A Temple of the Holy Ghost (1954)
ALL weekend the two girls were calling each other Temple One and Temple Two, shaking with laughter and getting so red and hot that they were positively ugly, particularly Joanne who had spots on her face anyway. They came in the brown convent uniforms they had to wear at Mount St. Scholastica but as soon as they opened their suitcases, they took off the uniforms and put on red skirts and loud blouses. They put on lipstick and their Sunday shoes and walked around in the high heels all over the house, always passing the long mirror in the hall slowly to get a look at their legs. None of their ways were lost on the child. If only one of them had come, that one would have played with her, but since there were two of them, she was out of it and watched them suspiciously from a distance.
They were fourteen—two years older than she was—but neither of them was bright, which was why they had been sent to the convent. If they had gone to a regular school, they wouldn’t have done anything but think about boys; at the convent the sisters, her mother said, would keep a grip on their necks. The child decided, after observing them for a few hours, that they were practically morons and she was glad to think that they were only second cousins and she couldn’t have inherited any of their stupidity. Susan called herself Suzan. She was very skinny but she had a pretty pointed face and red hair. Joanne had yellow hair that was naturally curly but she talked through her nose and when she laughed, she turned purple in patches. Neither one of them could say an intelli
gent thing and all their sentences began, “You know this boy I know well one time he…”
They were to stay all weekend and her mother said she didn’t see how she would entertain them since she didn’t know any boys their age. At this, the child, struck suddenly with genius, shouted, “There’s Cheat! Get Cheat to come! Ask Miss Kirby to get Cheat to come show them around!” and she nearly choked on the food she had in her mouth. She doubled over laughing and hit the table with her fist and looked at the two bewildered girls while water started in her eyes and rolled down her fat cheeks and the braces she had in her mouth glared like tin. She had never thought of anything so funny before.

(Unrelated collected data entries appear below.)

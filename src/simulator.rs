//! In-process peripheral session.
//!
//! Keeps just enough device state to answer reads: pin levels, analog
//! readings, a programmable echo and a serial receive buffer. Every command
//! is recorded so tests and the CLI can inspect what would have gone out.

use async_trait::async_trait;
use firmbridge_shared::{
    Command, ConnectionState, Level, Payload, PeripheralSession, Pin, PinMode, SessionError,
};
use std::collections::HashMap;
use std::sync::atomic::{AtomicBool, Ordering};
use tokio::sync::Mutex;

/// How the simulated echo pin answers a pulse read.
#[derive(Debug, Clone, Copy, PartialEq, Eq)]
pub enum EchoBehavior {
    /// High pulse of this many microseconds.
    Pulse(u32),
    /// Device-side timeout; the firmware reports 0.
    NoPulse,
    /// The reply never arrives.
    Hang,
}

#[derive(Debug, Default)]
struct SimState {
    modes: HashMap<Pin, PinMode>,
    levels: HashMap<Pin, bool>,
    analog: HashMap<Pin, f64>,
    outputs: HashMap<Pin, u8>,
    echo: Option<EchoBehavior>,
    serial_rx: String,
    serial_tx: String,
    log: Vec<Command>,
    fail_next: Option<String>,
    hang_next: bool,
}

#[derive(Debug)]
pub struct SimulatedSession {
    connected: AtomicBool,
    state: Mutex<SimState>,
}

impl Default for SimulatedSession {
    fn default() -> Self {
        Self::new()
    }
}

impl SimulatedSession {
    /// A connected device with every pin low and no echo.
    pub fn new() -> Self {
        Self {
            connected: AtomicBool::new(true),
            state: Mutex::new(SimState::default()),
        }
    }

    pub fn set_connected(&self, connected: bool) {
        self.connected.store(connected, Ordering::SeqCst);
    }

    pub async fn set_digital(&self, pin: Pin, high: bool) {
        self.state.lock().await.levels.insert(pin, high);
    }

    pub async fn set_analog(&self, pin: Pin, value: f64) {
        self.state.lock().await.analog.insert(pin, value);
    }

    pub async fn set_echo(&self, behavior: EchoBehavior) {
        self.state.lock().await.echo = Some(behavior);
    }

    pub async fn queue_serial_input(&self, data: &str) {
        self.state.lock().await.serial_rx.push_str(data);
    }

    /// Fail the next command with a device error.
    pub async fn fail_next(&self, message: impl Into<String>) {
        self.state.lock().await.fail_next = Some(message.into());
    }

    /// Leave the next command unanswered forever.
    pub async fn hang_next(&self) {
        self.state.lock().await.hang_next = true;
    }

    pub async fn commands(&self) -> Vec<Command> {
        self.state.lock().await.log.clone()
    }

    /// Recorded commands in line form.
    pub async fn lines(&self) -> Vec<String> {
        self.state.lock().await.log.iter().map(Command::to_line).collect()
    }

    pub async fn clear_log(&self) {
        self.state.lock().await.log.clear();
    }

    pub async fn pin_mode(&self, pin: Pin) -> Option<PinMode> {
        self.state.lock().await.modes.get(&pin).copied()
    }

    /// Last PWM duty or servo angle written to `pin`.
    pub async fn output(&self, pin: Pin) -> Option<u8> {
        self.state.lock().await.outputs.get(&pin).copied()
    }

    pub async fn serial_output(&self) -> String {
        self.state.lock().await.serial_tx.clone()
    }
}

#[async_trait]
impl PeripheralSession for SimulatedSession {
    async fn send(&self, command: Command) -> Result<Payload, SessionError> {
        if !self.connected.load(Ordering::SeqCst) {
            return Err(SessionError::NotConnected);
        }
        let stalled = {
            let mut state = self.state.lock().await;
            state.log.push(command.clone());
            if let Some(message) = state.fail_next.take() {
                return Err(SessionError::Device(message));
            }
            std::mem::take(&mut state.hang_next)
        };
        if stalled {
            tracing::debug!("Simulated device stalled on {}", command);
            return std::future::pending().await;
        }
        let echo = {
            let mut state = self.state.lock().await;
            match &command {
                Command::SetPinMode { pin, mode } => {
                    state.modes.insert(*pin, *mode);
                }
                Command::DigitalWrite { pin, level } => {
                    state.levels.insert(*pin, *level == Level::High);
                }
                Command::PwmWrite { pin, duty: value } | Command::ServoWrite { pin, angle: value } => {
                    state.outputs.insert(*pin, *value);
                }
                Command::DigitalRead { pin } => {
                    let high = state.levels.get(pin).copied().unwrap_or(false);
                    return Ok(Payload::Bool(high));
                }
                Command::AnalogRead { pin } => {
                    let value = state.analog.get(pin).copied().unwrap_or(0.0);
                    return Ok(Payload::Number(value));
                }
                Command::SerialPrint { text, newline } => {
                    state.serial_tx.push_str(text);
                    if *newline {
                        state.serial_tx.push('\n');
                    }
                }
                Command::SerialAvailable => {
                    return Ok(Payload::Number(state.serial_rx.len() as f64));
                }
                Command::SerialRead => {
                    return Ok(Payload::Text(std::mem::take(&mut state.serial_rx)));
                }
                _ => {}
            }
            match command {
                Command::PulseIn { .. } => Some(state.echo.unwrap_or(EchoBehavior::NoPulse)),
                _ => None,
            }
        };

        match echo {
            None => Ok(Payload::Unit),
            Some(EchoBehavior::Pulse(micros)) => Ok(Payload::Number(f64::from(micros))),
            Some(EchoBehavior::NoPulse) => Ok(Payload::Number(0.0)),
            Some(EchoBehavior::Hang) => {
                tracing::debug!("Simulated echo hanging");
                std::future::pending().await
            }
        }
    }

    fn connection_state(&self) -> ConnectionState {
        if self.connected.load(Ordering::SeqCst) {
            ConnectionState::Connected
        } else {
            ConnectionState::Disconnected
        }
    }
}

#[cfg(test)]
mod tests {
    use super::*;
    use std::time::Duration;

    #[tokio::test]
    async fn test_digital_round_trip() {
        let sim = SimulatedSession::new();
        sim.send(Command::DigitalWrite {
            pin: Pin::Digital(13),
            level: Level::High,
        })
        .await
        .unwrap();
        let reply = sim.send(Command::DigitalRead { pin: Pin::Digital(13) }).await.unwrap();
        assert_eq!(reply, Payload::Bool(true));
        assert_eq!(
            sim.lines().await,
            vec!["digital_write D13 1".to_string(), "digital_read D13".to_string()]
        );
    }

    #[tokio::test]
    async fn test_serial_buffer_drains() {
        let sim = SimulatedSession::new();
        sim.queue_serial_input("abc").await;
        assert_eq!(sim.send(Command::SerialAvailable).await.unwrap(), Payload::Number(3.0));
        assert_eq!(
            sim.send(Command::SerialRead).await.unwrap(),
            Payload::Text("abc".to_string())
        );
        assert_eq!(sim.send(Command::SerialAvailable).await.unwrap(), Payload::Number(0.0));
    }

    #[tokio::test]
    async fn test_disconnected_and_injected_failures() {
        let sim = SimulatedSession::new();
        sim.fail_next("brownout").await;
        assert!(matches!(
            sim.send(Command::LcdClear).await,
            Err(SessionError::Device(m)) if m == "brownout"
        ));
        assert_eq!(sim.send(Command::LcdClear).await.unwrap(), Payload::Unit);
        sim.set_connected(false);
        assert_eq!(sim.connection_state(), ConnectionState::Disconnected);
        assert!(matches!(
            sim.send(Command::LcdClear).await,
            Err(SessionError::NotConnected)
        ));
    }

    #[tokio::test]
    async fn test_echo_defaults_to_no_pulse() {
        let sim = SimulatedSession::new();
        let read = Command::PulseIn {
            pin: Pin::Digital(7),
            level: Level::High,
            timeout_micros: 30_000,
        };
        assert_eq!(sim.send(read.clone()).await.unwrap(), Payload::Number(0.0));
        sim.set_echo(EchoBehavior::Pulse(1166)).await;
        assert_eq!(sim.send(read).await.unwrap(), Payload::Number(1166.0));
    }

    #[tokio::test]
    async fn test_hang_next_is_one_shot() {
        let sim = SimulatedSession::new();
        sim.hang_next().await;
        let stalled =
            tokio::time::timeout(Duration::from_millis(20), sim.send(Command::LcdClear)).await;
        assert!(stalled.is_err());
        assert_eq!(sim.send(Command::LcdClear).await.unwrap(), Payload::Unit);
        assert_eq!(sim.commands().await.len(), 2);
    }
}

Her mother laughed in a guarded way and Miss Kirby blushed and carried her fork delicately to her mouth with one pea on it. She was a long-faced blonde schoolteacher who boarded with them and Mr. Cheatam was her admirer, a rich old farmer who arrived every Saturday afternoon in a fifteen-year-old baby-blue Pontiac powdered with red clay dust and black inside with Negroes that he charged ten cents apiece to bring into town on Saturday afternoons. After he dumped them he came to see Miss Kirby, always bringing a little gift—a bag of boiled peanuts or a watermelon or a stalk of sugar cane and once a wholesale box of Baby Ruth candy bars. He was baldheaded except for a little fringe of rustcolored hair and his face was nearly the same color as the unpaved roads and washed like them with ruts and gulleys. He wore a pale green shirt with a thin black stripe in it and blue galluses and his trousers cut across a protruding stomach that he pressed tenderly from time to time with his big flat thumb. All his teeth were backed with gold and he would roll his eyes at Miss Kirby in an impish way and say, “Haw haw,” sitting in their porch swing with his legs spread apart and his hightopped shoes pointing in opposite directions on the floor.